Hearing that you or someone you love has cancer is life-changing. It's more common than any of us would hope; nearly 40,000 American women die annually from breast cancer alone.  It seems that everyone here at JMC has been touched by cancer in some way—including our founder herself. Josie's grandmother, Rita Maran, is 35-year survivor of the disease. In her honor and in honor of all the Argan beauties battling the disease, Josie put together a special collection of "Think Pink" JMC products. Fifteen percent of sales from each of these products will be donated to City of Hope to support those battling breast cancer. We sat down with Grandma Rita—who at a very young 83 still plays tennis every day to keep herself healthy and fit—to learn about her experience as a breast cancer survivor. 

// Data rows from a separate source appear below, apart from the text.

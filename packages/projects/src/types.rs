use chrono::{DateTime, Utc};
use serde::{Deserialize, Deserializer, Serialize};

#[derive(Debug, Clone, Copy, Default, PartialEq, Eq, Serialize, Deserialize, sqlx::Type)]
#[serde(rename_all = "SCREAMING_SNAKE_CASE")]
#[sqlx(type_name = "TEXT", rename_all = "SCREAMING_SNAKE_CASE")]
pub enum ProjectStatus {
    #[default]
    Active,
    Inactive,
    Archived,
    InProgress,
    Completed,
}

#[derive(Debug, Clone, Serialize, Deserialize, sqlx::FromRow)]
pub struct Project {
    pub id: String,
    pub title: String,
    pub description: String,
    pub project_status: ProjectStatus,
    pub created_at: DateTime<Utc>,
    pub updated_at: DateTime<Utc>,
}

#[derive(Debug, Clone, Deserialize)]
pub struct ProjectCreateInput {
    pub title: String,
    #[serde(default)]
    pub description: Option<String>,
    #[serde(default)]
    pub project_status: ProjectStatus,
}

#[derive(Debug, Clone, Default, Deserialize)]
pub struct ProjectUpdateInput {
    pub title: Option<String>,
    pub description: Option<String>,
    pub project_status: Option<ProjectStatus>,
}

#[derive(Debug, Clone, Serialize, Deserialize, sqlx::FromRow)]
pub struct Stakeholder {
    pub id: String,
    pub project_id: String,
    pub name: String,
    pub email: String,
    pub role: String,
    pub created_at: DateTime<Utc>,
    pub updated_at: DateTime<Utc>,
}

#[derive(Debug, Clone, Deserialize)]
pub struct StakeholderCreateInput {
    pub project_id: String,
    pub name: String,
    pub email: String,
    pub role: String,
}

#[derive(Debug, Clone, Default, Deserialize)]
pub struct StakeholderUpdateInput {
    pub name: Option<String>,
    pub email: Option<String>,
    pub role: Option<String>,
}

/// Document classification.
///
/// Deserialization accepts the legacy names (`SPECIFICATION`, `EMAIL`,
/// `REPORT`, `OTHER`) and maps anything unknown to `MEETING_NOTES`.
#[derive(Debug, Clone, Copy, PartialEq, Eq, Serialize, sqlx::Type)]
#[serde(rename_all = "SCREAMING_SNAKE_CASE")]
#[sqlx(type_name = "TEXT", rename_all = "SCREAMING_SNAKE_CASE")]
pub enum DocumentType {
    PlanningDocuments,
    RequirementsDocuments,
    DesignDocuments,
    TechnicalDocuments,
    TestingDocuments,
    ManagementReports,
    MeetingNotes,
    ContractDocuments,
    UserGuides,
    ReleaseNotes,
}

impl DocumentType {
    pub fn parse_lenient(value: &str) -> Self {
        match value.trim().to_ascii_uppercase().as_str() {
            "PLANNING_DOCUMENTS" => DocumentType::PlanningDocuments,
            "REQUIREMENTS_DOCUMENTS" | "SPECIFICATION" => DocumentType::RequirementsDocuments,
            "DESIGN_DOCUMENTS" => DocumentType::DesignDocuments,
            "TECHNICAL_DOCUMENTS" | "OTHER" => DocumentType::TechnicalDocuments,
            "TESTING_DOCUMENTS" => DocumentType::TestingDocuments,
            "MANAGEMENT_REPORTS" | "REPORT" => DocumentType::ManagementReports,
            "CONTRACT_DOCUMENTS" => DocumentType::ContractDocuments,
            "USER_GUIDES" => DocumentType::UserGuides,
            "RELEASE_NOTES" => DocumentType::ReleaseNotes,
            _ => DocumentType::MeetingNotes,
        }
    }
}

impl<'de> Deserialize<'de> for DocumentType {
    fn deserialize<D>(deserializer: D) -> Result<Self, D::Error>
    where
        D: Deserializer<'de>,
    {
        let raw = String::deserialize(deserializer)?;
        Ok(DocumentType::parse_lenient(&raw))
    }
}

#[derive(Debug, Clone, Serialize, Deserialize, sqlx::FromRow)]
pub struct Document {
    pub id: String,
    pub project_id: String,
    pub stakeholder_id: Option<String>,
    #[serde(rename = "type")]
    #[sqlx(rename = "type")]
    pub doc_type: DocumentType,
    pub title: Option<String>,
    pub text: Option<String>,
    pub created_at: DateTime<Utc>,
    pub updated_at: DateTime<Utc>,
}

#[derive(Debug, Clone, Deserialize)]
pub struct DocumentCreateInput {
    pub project_id: String,
    #[serde(rename = "type")]
    pub doc_type: DocumentType,
    pub title: Option<String>,
    pub text: Option<String>,
    pub stakeholder_id: Option<String>,
}

#[derive(Debug, Clone, Default, Deserialize)]
pub struct DocumentUpdateInput {
    #[serde(rename = "type")]
    pub doc_type: Option<DocumentType>,
    pub title: Option<String>,
    pub text: Option<String>,
    pub stakeholder_id: Option<String>,
}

When were you diagnosed with breast cancer?

My first bout with cancer was way back in 1972, when a hysterectomy was necessary to remove a cancerous uterus. Five years later, a large cancerous tumor in my left breast led to surgery - what was then called a 'radical mastectomy.' That in turn called for chemotherapy for half-a-year, plus a dedicated daily routine of physical exercise to get back into physical - and mental – shape.

What was it like to go through your fight against breast cancer?

I was determined to combine mind (reason) and body (exercise). My attitude was: first came cancer, now comes recovery. I was living in London but had terrific support from family, all of them three thousand miles away in California, and from circles of women- and men-friends in England. I jumped headfirst into a new job doing human rights campaigning work with nonviolent grassroots groups in a dozen European countries. That in turn led to "going back to school" at the London School of Economics, to understand how international human rights law could help accomplish nonviolent social change. I just plugged away at staying healthy and learning what I needed to know about human rights.

As a survivor, what words of advice and support would you give to those affected by breast cancer?

 It's a bummer - no doubt about it. Breast cancer represents a huge challenge to your mind, your body, and your self-image. That's a fact - get used to it. For me, it was a call to pull up my socks, get full command of all my resources, and get to work. 

What does it mean to you to have your granddaughter, Josie, raising money for breast cancer? 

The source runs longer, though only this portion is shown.